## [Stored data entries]

--------

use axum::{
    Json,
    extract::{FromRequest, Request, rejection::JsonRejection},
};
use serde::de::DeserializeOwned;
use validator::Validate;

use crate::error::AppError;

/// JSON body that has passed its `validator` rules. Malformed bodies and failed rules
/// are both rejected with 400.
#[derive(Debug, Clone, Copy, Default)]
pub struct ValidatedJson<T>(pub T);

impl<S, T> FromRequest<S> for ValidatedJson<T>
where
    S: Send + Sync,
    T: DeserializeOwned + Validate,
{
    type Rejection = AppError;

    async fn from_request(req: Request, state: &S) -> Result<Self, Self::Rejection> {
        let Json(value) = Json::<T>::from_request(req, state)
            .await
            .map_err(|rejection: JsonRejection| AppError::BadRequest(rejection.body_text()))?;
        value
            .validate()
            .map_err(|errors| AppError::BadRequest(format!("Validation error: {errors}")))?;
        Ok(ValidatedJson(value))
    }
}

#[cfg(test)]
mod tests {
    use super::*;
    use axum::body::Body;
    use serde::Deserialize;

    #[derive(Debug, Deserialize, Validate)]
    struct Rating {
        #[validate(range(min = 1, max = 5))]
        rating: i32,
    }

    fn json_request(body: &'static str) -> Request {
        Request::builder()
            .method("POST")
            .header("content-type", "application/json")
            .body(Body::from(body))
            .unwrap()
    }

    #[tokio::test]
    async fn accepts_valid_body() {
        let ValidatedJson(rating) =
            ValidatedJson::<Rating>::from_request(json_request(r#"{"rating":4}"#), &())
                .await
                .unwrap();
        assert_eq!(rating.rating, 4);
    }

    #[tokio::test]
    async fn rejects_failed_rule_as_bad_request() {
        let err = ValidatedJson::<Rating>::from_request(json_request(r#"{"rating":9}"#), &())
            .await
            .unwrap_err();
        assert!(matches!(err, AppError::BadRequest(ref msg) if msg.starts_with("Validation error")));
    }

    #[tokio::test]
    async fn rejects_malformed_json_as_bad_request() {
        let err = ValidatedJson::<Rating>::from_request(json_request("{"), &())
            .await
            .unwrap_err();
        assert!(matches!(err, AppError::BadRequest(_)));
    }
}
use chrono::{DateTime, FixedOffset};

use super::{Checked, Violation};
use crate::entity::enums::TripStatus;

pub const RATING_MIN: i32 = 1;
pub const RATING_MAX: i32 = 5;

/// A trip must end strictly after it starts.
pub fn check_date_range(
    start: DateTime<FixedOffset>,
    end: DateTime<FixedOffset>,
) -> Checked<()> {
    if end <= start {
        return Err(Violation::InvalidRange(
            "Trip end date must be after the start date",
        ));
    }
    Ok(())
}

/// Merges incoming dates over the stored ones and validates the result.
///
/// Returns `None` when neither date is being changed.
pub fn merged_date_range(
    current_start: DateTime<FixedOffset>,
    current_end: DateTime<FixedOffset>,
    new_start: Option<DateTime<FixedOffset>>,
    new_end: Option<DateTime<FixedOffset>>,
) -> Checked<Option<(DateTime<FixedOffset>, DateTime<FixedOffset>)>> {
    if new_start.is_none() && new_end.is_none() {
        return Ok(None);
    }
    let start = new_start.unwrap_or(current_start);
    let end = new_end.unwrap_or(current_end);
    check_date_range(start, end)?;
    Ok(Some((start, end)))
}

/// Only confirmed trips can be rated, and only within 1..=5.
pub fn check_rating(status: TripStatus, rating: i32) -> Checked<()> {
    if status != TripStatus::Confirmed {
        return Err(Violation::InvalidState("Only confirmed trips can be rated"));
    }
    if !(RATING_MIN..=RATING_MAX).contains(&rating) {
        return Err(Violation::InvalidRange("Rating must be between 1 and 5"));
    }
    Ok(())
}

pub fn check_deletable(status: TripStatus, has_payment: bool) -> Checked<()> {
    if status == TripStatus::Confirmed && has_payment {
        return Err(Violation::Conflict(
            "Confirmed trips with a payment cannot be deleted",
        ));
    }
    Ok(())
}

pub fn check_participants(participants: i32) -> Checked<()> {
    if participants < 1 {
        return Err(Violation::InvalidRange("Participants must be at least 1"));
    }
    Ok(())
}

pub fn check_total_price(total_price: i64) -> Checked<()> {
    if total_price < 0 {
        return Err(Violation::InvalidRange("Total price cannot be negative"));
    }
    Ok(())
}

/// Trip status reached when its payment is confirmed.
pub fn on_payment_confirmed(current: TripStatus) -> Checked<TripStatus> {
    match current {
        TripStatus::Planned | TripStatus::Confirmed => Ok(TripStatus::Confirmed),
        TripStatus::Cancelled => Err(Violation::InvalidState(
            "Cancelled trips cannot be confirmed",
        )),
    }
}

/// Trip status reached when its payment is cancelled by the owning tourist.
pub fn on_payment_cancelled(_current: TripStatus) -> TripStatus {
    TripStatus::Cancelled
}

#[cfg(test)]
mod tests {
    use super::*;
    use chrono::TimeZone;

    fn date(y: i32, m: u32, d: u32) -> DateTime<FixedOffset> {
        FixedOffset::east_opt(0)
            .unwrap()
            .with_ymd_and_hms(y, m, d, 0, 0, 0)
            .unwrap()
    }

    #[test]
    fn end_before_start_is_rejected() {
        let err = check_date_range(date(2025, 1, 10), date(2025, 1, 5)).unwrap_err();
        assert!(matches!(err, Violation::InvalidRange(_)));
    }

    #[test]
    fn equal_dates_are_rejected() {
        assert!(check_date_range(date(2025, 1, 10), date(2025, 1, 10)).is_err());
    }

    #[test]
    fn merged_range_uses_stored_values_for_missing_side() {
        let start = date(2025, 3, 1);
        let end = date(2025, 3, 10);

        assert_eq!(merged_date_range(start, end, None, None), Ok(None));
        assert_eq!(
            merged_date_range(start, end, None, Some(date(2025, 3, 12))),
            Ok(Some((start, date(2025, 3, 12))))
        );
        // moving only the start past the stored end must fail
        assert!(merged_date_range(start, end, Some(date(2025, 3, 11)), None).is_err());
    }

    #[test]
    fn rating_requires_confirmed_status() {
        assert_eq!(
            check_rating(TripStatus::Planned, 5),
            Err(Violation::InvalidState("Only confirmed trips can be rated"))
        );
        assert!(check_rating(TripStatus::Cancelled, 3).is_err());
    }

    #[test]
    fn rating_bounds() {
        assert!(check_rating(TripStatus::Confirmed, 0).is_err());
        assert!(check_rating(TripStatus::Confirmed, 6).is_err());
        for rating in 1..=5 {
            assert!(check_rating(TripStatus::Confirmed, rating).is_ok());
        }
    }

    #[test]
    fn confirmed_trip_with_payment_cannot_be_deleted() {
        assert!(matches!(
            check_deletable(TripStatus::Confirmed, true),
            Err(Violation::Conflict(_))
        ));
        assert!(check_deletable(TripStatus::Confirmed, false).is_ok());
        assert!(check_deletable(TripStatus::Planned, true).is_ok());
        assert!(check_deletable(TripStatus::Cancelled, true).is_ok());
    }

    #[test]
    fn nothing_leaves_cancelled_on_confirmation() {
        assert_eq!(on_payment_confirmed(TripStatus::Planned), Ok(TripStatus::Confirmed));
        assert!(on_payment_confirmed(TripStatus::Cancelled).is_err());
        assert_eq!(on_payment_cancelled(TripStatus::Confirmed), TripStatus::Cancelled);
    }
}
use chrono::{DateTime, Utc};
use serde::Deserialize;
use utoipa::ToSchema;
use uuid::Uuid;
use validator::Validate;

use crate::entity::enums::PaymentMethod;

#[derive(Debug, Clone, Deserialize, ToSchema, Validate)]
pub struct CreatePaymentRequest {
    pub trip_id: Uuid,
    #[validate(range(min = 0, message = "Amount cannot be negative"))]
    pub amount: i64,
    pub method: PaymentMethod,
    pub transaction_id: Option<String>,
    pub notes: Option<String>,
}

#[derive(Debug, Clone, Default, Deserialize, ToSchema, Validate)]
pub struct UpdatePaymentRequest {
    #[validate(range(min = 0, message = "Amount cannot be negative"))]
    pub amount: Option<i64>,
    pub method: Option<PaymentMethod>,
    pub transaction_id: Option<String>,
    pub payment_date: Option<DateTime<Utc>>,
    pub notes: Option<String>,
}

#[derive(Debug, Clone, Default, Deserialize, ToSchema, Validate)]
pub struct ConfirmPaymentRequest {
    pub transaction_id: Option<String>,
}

--------

## [YOUR ASSIGNMENT]
Which lines above include the string "entity"? Show them.

## [RESPONSE TO THIS TASK]
use crate::entity::enums::TripStatus;
use crate::entity::enums::PaymentMethod;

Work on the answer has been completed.